◆ Stored items ◆
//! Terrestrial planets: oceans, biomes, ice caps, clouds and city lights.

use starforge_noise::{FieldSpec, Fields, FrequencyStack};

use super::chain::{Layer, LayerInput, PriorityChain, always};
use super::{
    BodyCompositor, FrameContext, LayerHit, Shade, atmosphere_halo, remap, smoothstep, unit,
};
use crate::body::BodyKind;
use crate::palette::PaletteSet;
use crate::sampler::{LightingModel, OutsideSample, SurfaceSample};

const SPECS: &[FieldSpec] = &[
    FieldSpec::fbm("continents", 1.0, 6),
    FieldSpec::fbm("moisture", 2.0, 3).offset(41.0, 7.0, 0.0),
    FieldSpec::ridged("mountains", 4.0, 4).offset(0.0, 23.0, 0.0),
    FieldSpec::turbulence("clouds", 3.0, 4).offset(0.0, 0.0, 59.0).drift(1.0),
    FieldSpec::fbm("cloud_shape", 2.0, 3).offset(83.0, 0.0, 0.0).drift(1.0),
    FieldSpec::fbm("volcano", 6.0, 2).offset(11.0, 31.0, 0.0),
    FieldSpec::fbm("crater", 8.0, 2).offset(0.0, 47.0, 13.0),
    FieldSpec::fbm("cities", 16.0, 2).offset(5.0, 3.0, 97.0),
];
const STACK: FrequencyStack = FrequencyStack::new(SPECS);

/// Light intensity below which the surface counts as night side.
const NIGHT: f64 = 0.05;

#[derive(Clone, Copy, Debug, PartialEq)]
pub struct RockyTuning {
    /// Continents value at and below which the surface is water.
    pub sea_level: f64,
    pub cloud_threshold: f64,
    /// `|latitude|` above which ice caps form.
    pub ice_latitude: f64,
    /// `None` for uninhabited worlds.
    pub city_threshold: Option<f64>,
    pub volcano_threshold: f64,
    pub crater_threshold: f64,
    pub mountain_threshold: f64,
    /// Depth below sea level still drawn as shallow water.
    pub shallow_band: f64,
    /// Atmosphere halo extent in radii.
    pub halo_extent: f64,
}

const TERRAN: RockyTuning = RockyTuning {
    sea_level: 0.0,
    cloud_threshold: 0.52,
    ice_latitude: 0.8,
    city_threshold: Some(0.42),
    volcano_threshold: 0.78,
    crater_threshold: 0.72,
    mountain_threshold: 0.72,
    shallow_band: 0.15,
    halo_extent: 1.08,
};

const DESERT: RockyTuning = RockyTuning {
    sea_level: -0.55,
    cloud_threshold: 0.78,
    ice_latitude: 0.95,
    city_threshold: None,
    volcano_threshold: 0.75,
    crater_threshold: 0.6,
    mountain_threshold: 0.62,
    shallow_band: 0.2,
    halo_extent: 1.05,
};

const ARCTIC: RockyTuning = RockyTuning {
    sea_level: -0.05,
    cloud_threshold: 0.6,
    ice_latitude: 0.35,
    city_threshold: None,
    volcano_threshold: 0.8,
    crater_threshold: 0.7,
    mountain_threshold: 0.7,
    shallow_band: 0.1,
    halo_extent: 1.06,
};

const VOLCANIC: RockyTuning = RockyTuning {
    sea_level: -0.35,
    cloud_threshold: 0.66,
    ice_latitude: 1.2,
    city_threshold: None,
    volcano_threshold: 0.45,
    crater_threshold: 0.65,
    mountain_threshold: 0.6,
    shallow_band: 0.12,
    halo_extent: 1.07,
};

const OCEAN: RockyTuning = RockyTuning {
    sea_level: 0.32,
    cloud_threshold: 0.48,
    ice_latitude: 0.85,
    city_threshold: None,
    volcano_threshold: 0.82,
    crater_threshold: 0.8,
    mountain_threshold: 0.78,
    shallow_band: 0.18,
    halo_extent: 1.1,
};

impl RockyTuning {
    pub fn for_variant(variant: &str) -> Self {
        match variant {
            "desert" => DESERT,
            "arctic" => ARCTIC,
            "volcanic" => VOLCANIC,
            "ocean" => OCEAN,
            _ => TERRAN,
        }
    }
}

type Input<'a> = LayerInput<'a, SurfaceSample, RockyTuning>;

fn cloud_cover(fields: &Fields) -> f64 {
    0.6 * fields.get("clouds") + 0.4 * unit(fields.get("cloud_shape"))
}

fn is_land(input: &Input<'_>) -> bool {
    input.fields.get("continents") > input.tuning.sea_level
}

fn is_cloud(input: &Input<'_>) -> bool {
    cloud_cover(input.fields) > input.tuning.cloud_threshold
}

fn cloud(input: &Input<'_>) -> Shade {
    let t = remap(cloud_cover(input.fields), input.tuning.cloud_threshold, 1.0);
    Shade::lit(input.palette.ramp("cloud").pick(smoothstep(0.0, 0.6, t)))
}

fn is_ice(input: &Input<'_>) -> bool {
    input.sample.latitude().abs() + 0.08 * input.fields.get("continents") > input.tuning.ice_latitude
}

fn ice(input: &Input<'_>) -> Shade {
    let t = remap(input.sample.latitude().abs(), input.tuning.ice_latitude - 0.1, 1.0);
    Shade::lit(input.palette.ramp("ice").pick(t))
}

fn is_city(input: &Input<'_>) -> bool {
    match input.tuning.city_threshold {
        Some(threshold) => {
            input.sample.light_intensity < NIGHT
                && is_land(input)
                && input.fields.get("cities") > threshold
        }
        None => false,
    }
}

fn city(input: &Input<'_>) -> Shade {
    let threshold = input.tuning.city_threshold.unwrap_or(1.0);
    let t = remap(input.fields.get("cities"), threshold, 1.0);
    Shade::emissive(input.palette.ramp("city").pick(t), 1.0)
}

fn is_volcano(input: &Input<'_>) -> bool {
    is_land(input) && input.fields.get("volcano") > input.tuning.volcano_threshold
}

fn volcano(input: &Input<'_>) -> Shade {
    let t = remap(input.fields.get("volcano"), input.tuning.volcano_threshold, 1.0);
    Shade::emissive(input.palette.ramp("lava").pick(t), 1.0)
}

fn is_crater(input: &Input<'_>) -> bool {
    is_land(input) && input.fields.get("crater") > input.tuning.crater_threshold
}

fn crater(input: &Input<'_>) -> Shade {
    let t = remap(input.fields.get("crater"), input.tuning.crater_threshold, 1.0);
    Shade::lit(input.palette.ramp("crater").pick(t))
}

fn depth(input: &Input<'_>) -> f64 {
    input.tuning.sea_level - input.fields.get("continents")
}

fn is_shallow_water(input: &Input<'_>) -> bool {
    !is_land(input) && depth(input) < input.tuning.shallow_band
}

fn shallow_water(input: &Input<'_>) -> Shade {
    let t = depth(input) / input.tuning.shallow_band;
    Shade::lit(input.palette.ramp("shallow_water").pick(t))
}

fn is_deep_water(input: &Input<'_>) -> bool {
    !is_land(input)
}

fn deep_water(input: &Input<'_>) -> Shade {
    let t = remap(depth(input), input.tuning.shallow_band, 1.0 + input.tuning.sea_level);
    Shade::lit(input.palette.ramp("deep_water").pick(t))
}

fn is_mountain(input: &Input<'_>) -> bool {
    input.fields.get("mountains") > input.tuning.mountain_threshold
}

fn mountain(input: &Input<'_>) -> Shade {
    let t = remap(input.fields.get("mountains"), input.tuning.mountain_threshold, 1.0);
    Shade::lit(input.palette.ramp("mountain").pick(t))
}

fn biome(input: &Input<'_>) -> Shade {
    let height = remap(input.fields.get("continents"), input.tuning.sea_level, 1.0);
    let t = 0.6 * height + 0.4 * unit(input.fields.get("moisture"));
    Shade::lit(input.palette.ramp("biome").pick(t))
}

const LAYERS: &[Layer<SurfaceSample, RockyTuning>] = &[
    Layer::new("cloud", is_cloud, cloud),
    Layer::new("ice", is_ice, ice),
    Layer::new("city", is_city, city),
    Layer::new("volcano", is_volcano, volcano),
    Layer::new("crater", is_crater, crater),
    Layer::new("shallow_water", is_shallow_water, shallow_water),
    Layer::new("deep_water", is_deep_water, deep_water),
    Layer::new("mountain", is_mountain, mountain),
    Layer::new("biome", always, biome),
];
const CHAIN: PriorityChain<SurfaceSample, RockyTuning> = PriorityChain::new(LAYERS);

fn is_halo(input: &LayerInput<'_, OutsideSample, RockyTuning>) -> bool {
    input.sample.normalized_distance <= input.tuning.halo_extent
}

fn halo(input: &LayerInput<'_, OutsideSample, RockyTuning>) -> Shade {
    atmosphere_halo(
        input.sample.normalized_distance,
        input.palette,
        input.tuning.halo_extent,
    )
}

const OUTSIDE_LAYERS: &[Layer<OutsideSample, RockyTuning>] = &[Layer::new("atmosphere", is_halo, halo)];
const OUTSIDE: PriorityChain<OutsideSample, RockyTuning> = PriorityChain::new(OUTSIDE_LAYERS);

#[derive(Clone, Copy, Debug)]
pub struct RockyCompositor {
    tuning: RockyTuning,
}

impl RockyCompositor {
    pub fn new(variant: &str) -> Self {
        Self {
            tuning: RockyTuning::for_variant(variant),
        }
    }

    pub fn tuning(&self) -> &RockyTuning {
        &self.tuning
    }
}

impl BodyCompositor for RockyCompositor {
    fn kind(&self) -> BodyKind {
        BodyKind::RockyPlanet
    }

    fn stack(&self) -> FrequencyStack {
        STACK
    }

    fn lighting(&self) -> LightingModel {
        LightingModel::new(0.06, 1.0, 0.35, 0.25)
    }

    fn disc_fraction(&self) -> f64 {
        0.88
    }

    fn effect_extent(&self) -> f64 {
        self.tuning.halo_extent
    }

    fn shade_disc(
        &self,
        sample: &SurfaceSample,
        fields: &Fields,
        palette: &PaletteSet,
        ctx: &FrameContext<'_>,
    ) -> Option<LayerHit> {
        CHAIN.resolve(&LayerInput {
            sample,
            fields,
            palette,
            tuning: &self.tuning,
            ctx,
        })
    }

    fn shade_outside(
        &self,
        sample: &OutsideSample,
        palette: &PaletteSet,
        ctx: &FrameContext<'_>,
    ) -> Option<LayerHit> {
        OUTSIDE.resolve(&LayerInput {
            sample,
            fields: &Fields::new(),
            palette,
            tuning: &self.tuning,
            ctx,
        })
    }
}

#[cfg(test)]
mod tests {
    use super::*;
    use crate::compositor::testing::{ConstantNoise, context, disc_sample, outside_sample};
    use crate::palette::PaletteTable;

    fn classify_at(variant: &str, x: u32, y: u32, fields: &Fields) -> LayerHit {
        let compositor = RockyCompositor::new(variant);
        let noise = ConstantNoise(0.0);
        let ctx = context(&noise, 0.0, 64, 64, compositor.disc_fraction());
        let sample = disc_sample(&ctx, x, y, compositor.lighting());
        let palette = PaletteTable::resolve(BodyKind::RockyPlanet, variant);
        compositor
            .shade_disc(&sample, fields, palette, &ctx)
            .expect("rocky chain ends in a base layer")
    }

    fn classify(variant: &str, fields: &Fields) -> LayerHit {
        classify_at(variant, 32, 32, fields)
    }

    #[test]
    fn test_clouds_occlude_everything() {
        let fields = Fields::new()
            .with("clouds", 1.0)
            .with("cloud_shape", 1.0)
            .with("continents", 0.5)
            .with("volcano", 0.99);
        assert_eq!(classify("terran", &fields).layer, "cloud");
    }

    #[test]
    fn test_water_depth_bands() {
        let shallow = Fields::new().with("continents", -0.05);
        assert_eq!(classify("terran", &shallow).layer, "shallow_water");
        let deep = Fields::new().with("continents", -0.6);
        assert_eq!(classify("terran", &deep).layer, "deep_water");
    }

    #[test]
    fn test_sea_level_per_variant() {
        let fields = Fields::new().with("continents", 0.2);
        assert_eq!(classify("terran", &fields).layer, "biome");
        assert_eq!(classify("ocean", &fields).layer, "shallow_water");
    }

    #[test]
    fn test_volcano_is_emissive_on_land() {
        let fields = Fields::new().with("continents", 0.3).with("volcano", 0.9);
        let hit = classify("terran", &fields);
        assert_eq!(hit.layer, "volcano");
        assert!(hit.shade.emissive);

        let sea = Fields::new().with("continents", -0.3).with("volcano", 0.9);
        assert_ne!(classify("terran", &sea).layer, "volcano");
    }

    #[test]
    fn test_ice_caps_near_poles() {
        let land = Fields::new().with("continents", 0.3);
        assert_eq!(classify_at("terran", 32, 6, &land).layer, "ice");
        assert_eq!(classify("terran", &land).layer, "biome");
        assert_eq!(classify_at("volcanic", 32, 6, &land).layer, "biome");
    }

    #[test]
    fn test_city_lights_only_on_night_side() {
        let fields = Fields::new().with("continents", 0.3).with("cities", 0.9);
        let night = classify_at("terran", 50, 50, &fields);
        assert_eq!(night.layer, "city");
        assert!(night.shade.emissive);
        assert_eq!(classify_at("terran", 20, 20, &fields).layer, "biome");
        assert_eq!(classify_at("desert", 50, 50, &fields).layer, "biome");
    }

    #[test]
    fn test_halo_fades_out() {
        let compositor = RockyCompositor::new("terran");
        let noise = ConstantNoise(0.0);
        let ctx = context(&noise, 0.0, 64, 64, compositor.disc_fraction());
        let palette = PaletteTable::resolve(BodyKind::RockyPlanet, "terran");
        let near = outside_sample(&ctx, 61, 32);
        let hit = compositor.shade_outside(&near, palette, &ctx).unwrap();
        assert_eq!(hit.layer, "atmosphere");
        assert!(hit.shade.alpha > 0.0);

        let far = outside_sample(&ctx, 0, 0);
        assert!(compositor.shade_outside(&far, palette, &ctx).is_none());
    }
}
...
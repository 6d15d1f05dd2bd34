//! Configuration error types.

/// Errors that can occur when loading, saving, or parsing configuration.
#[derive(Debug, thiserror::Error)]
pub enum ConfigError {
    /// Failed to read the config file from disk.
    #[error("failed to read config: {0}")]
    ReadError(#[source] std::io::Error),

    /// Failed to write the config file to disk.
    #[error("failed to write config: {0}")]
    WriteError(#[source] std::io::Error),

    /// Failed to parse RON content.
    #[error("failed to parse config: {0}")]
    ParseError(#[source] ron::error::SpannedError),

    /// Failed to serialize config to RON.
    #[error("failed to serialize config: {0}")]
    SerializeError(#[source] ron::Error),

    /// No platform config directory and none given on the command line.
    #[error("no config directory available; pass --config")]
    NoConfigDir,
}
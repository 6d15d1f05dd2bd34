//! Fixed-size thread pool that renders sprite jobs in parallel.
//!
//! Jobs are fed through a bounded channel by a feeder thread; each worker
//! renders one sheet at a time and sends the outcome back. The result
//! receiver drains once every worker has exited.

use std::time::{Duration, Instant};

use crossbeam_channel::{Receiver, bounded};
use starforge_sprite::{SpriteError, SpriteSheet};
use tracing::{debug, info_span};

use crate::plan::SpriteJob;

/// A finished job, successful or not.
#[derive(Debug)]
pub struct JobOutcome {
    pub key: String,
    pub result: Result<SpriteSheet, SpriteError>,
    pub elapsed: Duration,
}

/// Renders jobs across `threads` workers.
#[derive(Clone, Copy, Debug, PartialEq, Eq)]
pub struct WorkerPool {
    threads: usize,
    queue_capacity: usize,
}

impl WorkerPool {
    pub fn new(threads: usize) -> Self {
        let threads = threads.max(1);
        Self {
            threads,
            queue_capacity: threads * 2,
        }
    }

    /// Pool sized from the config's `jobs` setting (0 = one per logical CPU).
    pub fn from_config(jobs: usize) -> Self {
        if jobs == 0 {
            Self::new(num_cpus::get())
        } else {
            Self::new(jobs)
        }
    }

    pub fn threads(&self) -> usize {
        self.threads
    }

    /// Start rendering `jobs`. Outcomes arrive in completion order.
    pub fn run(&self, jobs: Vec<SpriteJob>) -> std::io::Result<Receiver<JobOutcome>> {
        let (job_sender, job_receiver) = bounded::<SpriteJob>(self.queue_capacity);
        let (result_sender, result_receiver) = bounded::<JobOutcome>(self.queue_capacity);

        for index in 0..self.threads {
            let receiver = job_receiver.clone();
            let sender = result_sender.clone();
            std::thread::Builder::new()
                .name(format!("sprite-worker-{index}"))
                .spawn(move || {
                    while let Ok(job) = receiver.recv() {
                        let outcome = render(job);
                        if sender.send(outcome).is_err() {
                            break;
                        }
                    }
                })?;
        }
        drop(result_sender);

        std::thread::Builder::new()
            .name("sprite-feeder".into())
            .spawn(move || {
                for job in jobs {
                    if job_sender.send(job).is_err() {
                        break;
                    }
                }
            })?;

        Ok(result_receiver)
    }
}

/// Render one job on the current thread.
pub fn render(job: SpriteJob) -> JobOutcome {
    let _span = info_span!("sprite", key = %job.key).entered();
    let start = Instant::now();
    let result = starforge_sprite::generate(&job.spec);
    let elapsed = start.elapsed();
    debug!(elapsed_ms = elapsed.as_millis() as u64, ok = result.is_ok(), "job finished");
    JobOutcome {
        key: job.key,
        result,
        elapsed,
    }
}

◆ YOUR GOAL ◆
Answer with a number only: how many lines above have the word "match"?

◆ WRITTEN ANSWER ◆
2